I’m currently trying to evaluate whether or not Auth0 supports some of our complex use cases and was hoping to find some answers here. I work for a software company currently considering Auth0 as a possible AuthN/AuthZ provider, we’re satisfied that the AuthN side of things is exceptionally well catered for already but our use case for AuthZ is more complicated than any examples I can find in the docs and since I’m not perfectly familiar with how everything works I thought it best to ask for a hand before diving into implementation.

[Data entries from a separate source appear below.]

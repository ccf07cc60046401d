//! Frequency analysis: content prefixes, histograms, growth, confidence by kind.

pub mod prefix;
pub mod temporal;

use std::collections::BTreeMap;

use chrono::{DateTime, Utc};
use lore_core::models::{ConfidenceStats, FrequencyAnalysis};
use lore_core::record::{KnowledgeKind, KnowledgeRecord};
use tracing::{debug, instrument};

pub use prefix::{group_by_prefix, PATTERN_PREFIX_CHARS};
pub use temporal::temporal_patterns;

/// Maximum number of content patterns reported per kind.
pub const TOP_PATTERNS: usize = 10;

/// Analyze `records` as of now.
pub fn analyze_frequency(records: &[KnowledgeRecord]) -> FrequencyAnalysis {
    analyze_frequency_at(records, Utc::now())
}

/// Analyze `records` with the trailing windows anchored at `now`.
#[instrument(skip_all, fields(records = records.len()))]
pub fn analyze_frequency_at(records: &[KnowledgeRecord], now: DateTime<Utc>) -> FrequencyAnalysis {
    let error_patterns = group_by_prefix(records, KnowledgeKind::Error, TOP_PATTERNS);
    let decision_patterns = group_by_prefix(records, KnowledgeKind::Decision, TOP_PATTERNS);

    let mut tag_frequency: BTreeMap<String, usize> = BTreeMap::new();
    let mut kind_distribution: BTreeMap<KnowledgeKind, usize> = BTreeMap::new();
    for r in records {
        for tag in &r.tags {
            *tag_frequency.entry(tag.clone()).or_default() += 1;
        }
        *kind_distribution.entry(r.kind).or_default() += 1;
    }

    let analysis = FrequencyAnalysis {
        error_patterns,
        decision_patterns,
        tag_frequency,
        kind_distribution,
        temporal: temporal_patterns(records, now),
        confidence_by_kind: confidence_by_kind(records),
    };
    debug!(
        error_patterns = analysis.error_patterns.len(),
        decision_patterns = analysis.decision_patterns.len(),
        tags = analysis.tag_frequency.len(),
        "frequency analysis complete"
    );
    analysis
}

/// Per-kind confidence statistics, one entry per kind present, in kind order.
pub fn confidence_by_kind(records: &[KnowledgeRecord]) -> Vec<ConfidenceStats> {
    let mut by_kind: BTreeMap<KnowledgeKind, Vec<f64>> = BTreeMap::new();
    for r in records {
        by_kind.entry(r.kind).or_default().push(r.confidence.value());
    }
    by_kind
        .into_iter()
        .map(|(kind, values)| {
            let count = values.len();
            let avg = values.iter().sum::<f64>() / count as f64;
            let min = values.iter().copied().fold(f64::INFINITY, f64::min);
            let max = values.iter().copied().fold(f64::NEG_INFINITY, f64::max);
            ConfidenceStats {
                kind,
                avg,
                min,
                max,
                count,
            }
        })
        .collect()
}
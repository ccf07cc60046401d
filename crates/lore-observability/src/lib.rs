//! # lore-observability
//!
//! Structured logging for the engine: subscriber setup driven by
//! `[observability]` config and one span per top-level operation.

pub mod tracing_setup;

pub use tracing_setup::{init_tracing, spans::names, LOG_ENV};
//! Every golden scenario run through the engine.

use lore_core::config::{ClusterOptions, DetectionOptions};
use lore_core::models::AntiPatternKind;
use lore_engine::QualityEngine;
use lore_storage::InMemoryStore;
use test_fixtures::load_scenario;

fn engine_for(path: &str) -> (QualityEngine<InMemoryStore>, serde_json::Value) {
    let scenario = load_scenario(path);
    let store = InMemoryStore::with_records(scenario.records).unwrap();
    (QualityEngine::new(store), scenario.expected)
}

#[tokio::test]
async fn golden_contradiction_scenarios() {
    for path in [
        "golden/contradiction/near_duplicate_pair.json",
        "golden/contradiction/linked_pair.json",
    ] {
        let (engine, expected) = engine_for(path);
        let summary = engine
            .auto_resolve_contradictions(&DetectionOptions::default())
            .await
            .unwrap();
        let want = expected["contradictions"].as_u64().unwrap() as usize;
        assert_eq!(summary.detected, want, "{path}");
        assert_eq!(summary.resolved, want, "{path}");
        assert_eq!(engine.superseded_history().await.unwrap().len(), want);
    }
}

#[tokio::test]
async fn golden_clustering_scenario() {
    let (engine, expected) = engine_for("golden/consolidation/two_tight_pairs.json");
    let clusters = engine
        .cluster_knowledge(&ClusterOptions::default())
        .await
        .unwrap();
    let sizes: Vec<u64> = clusters.iter().map(|c| c.size as u64).collect();
    let want: Vec<u64> = expected["sizes"]
        .as_array()
        .unwrap()
        .iter()
        .map(|v| v.as_u64().unwrap())
        .collect();
    assert_eq!(sizes, want);
}

#[tokio::test]
async fn golden_learning_scenario() {
    let (engine, expected) = engine_for("golden/learning/unlinked_errors.json");
    let found = engine.detect_anti_patterns().await.unwrap();
    for kind in expected["anti_patterns"].as_array().unwrap() {
        let kind = match kind.as_str().unwrap() {
            "duplication" => AntiPatternKind::Duplication,
            "incomplete" => AntiPatternKind::Incomplete,
            "low_quality" => AntiPatternKind::LowQuality,
            "organization" => AntiPatternKind::Organization,
            other => panic!("unknown anti-pattern kind {other}"),
        };
        assert!(found.iter().any(|a| a.kind == kind), "missing {kind:?}");
    }
}
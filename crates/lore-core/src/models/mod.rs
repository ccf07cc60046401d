pub mod anti_pattern;
pub mod cluster;
pub mod contradiction;
pub mod frequency;
pub mod insight;
pub mod resolution;
pub mod stats;
pub mod tag_suggestion;

pub use anti_pattern::{AntiPattern, AntiPatternKind, Severity};
pub use cluster::{CentroidSummary, Cluster, ClusterSummary};
pub use contradiction::{
    ConflictRecommendation, ContradictionCandidate, ContradictionReport, PotentialConflict,
};
pub use frequency::{ConfidenceStats, ContentPattern, FrequencyAnalysis, TemporalPatterns, Trend};
pub use insight::{Insight, InsightData, InsightKind, InsightReport, InsightSummary, Priority, TagCount};
pub use resolution::{
    AutoResolveSummary, RecordSummary, Resolution, ResolutionAction, ResolutionDetail,
    ResolutionFailure, SupersededRecord,
};
pub use stats::{CollectionStats, ConfidenceBands};
pub use tag_suggestion::TagSuggestion;
mod analysis_config;
mod clustering_config;
mod contradiction_config;
pub mod defaults;
mod observability_config;

pub use analysis_config::AnalysisConfig;
pub use clustering_config::ClusterOptions;
pub use contradiction_config::{ContradictionConfig, DetectionOptions};
pub use observability_config::ObservabilityConfig;

use serde::{Deserialize, Serialize};

use crate::errors::{LoreError, LoreResult};

/// Top-level configuration, one section per subsystem.
#[derive(Debug, Clone, Default, Serialize, Deserialize)]
#[serde(default)]
pub struct LoreConfig {
    pub contradiction: ContradictionConfig,
    pub clustering: ClusterOptions,
    pub analysis: AnalysisConfig,
    pub observability: ObservabilityConfig,
}

impl LoreConfig {
    /// Parse from TOML. Missing sections and fields take their defaults;
    /// out-of-range values are rejected.
    pub fn from_toml(s: &str) -> LoreResult<Self> {
        let config: Self = toml::from_str(s)?;
        config.validate()?;
        Ok(config)
    }

    /// Check every option against its documented range.
    pub fn validate(&self) -> LoreResult<()> {
        self.contradiction.validate()?;
        self.clustering.validate()?;
        self.analysis.validate()?;
        Ok(())
    }
}

/// `value` must lie in (0, 1].
pub(crate) fn check_threshold(field: &str, value: f64) -> LoreResult<()> {
    if value > 0.0 && value <= 1.0 {
        Ok(())
    } else {
        Err(LoreError::invalid_option(
            field,
            format!("{value} is outside (0, 1]"),
        ))
    }
}

/// `value` must lie in [0, 1].
pub(crate) fn check_unit(field: &str, value: f64) -> LoreResult<()> {
    if (0.0..=1.0).contains(&value) {
        Ok(())
    } else {
        Err(LoreError::invalid_option(
            field,
            format!("{value} is outside [0, 1]"),
        ))
    }
}

/// `value` must be at least 1.
pub(crate) fn check_positive(field: &str, value: usize) -> LoreResult<()> {
    if value >= 1 {
        Ok(())
    } else {
        Err(LoreError::invalid_option(field, "must be at least 1"))
    }
}
use chrono::{DateTime, Duration, Utc};

use lore_core::models::{TemporalPatterns, Trend};
use lore_core::record::KnowledgeRecord;

/// Creation counts over trailing 7, 30 and 90 day windows ending at `now`.
///
/// Growth is increasing iff the last week beats a week at the 30-day
/// average rate.
pub fn temporal_patterns(records: &[KnowledgeRecord], now: DateTime<Utc>) -> TemporalPatterns {
    let within = |days: i64| {
        let since = now - Duration::days(days);
        records.iter().filter(|r| r.created_at > since).count()
    };

    let last_7_days = within(7);
    let last_30_days = within(30);
    let last_90_days = within(90);
    let avg_per_day = last_30_days as f64 / 30.0;
    let trend = if last_7_days as f64 > avg_per_day * 7.0 {
        Trend::Increasing
    } else {
        Trend::Decreasing
    };

    TemporalPatterns {
        last_7_days,
        last_30_days,
        last_90_days,
        avg_per_day,
        trend,
    }
}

So we run a multi-tenant platform with some basic tenant relationships built in (e.g. tenant A may be a parent of Tenant B). We would like to support the following use cases for granting access to specific resources/tenants:

  • User A has full access to all tenants (super admin)
  • User B has full access to Tenant 1, Tenant 2 and tenant 3
  • User C has limited access to Tenant 1 and Tenant 2
  • User D has full access to tenant 1 and limited access to Tenant 2

All user access will be controlled by authorising requests to internal API endpoints which will have the full context of what the user is requesting and which tenant they are requesting it for.
My question basically boils down to is auth0 able to support each of the use cases laid out above and if so how would I go about configuring Auth0 to support these use cases.

Writing custom code is not a problem but we’re aiming to minimise the amount of custom code we have to write in order to minimise the time it takes to integrate a provider.

Thanks in advance,
Richard

Hi Richard,

Auth0 can support these scenarios, but the devil is in the details (as always).

Are you working with our Sales team? That would be a good place to start - they will dive in to your use case and work out the detail with you.

John

Hi John,

Thanks for the reply.
I’ve already had a call with a member of the sales team and they were able to answer some of my questions but directed me here for the more complicated ones which they were unable to answer.

It would be great to get a little bit of time with someone on the technical side to discuss the specifics of how to configure and implement these use cases within Auth0, I’m aiming to have a working POC so we can more accurately estimate the total cost of ownership of Auth0 vs other providers vs an in house auth solution.

Thanks,
Richard

Hi @richard.newman

I sent you a DM.

John

1 Like

This topic was automatically closed 15 days after the last reply. New replies are no longer allowed.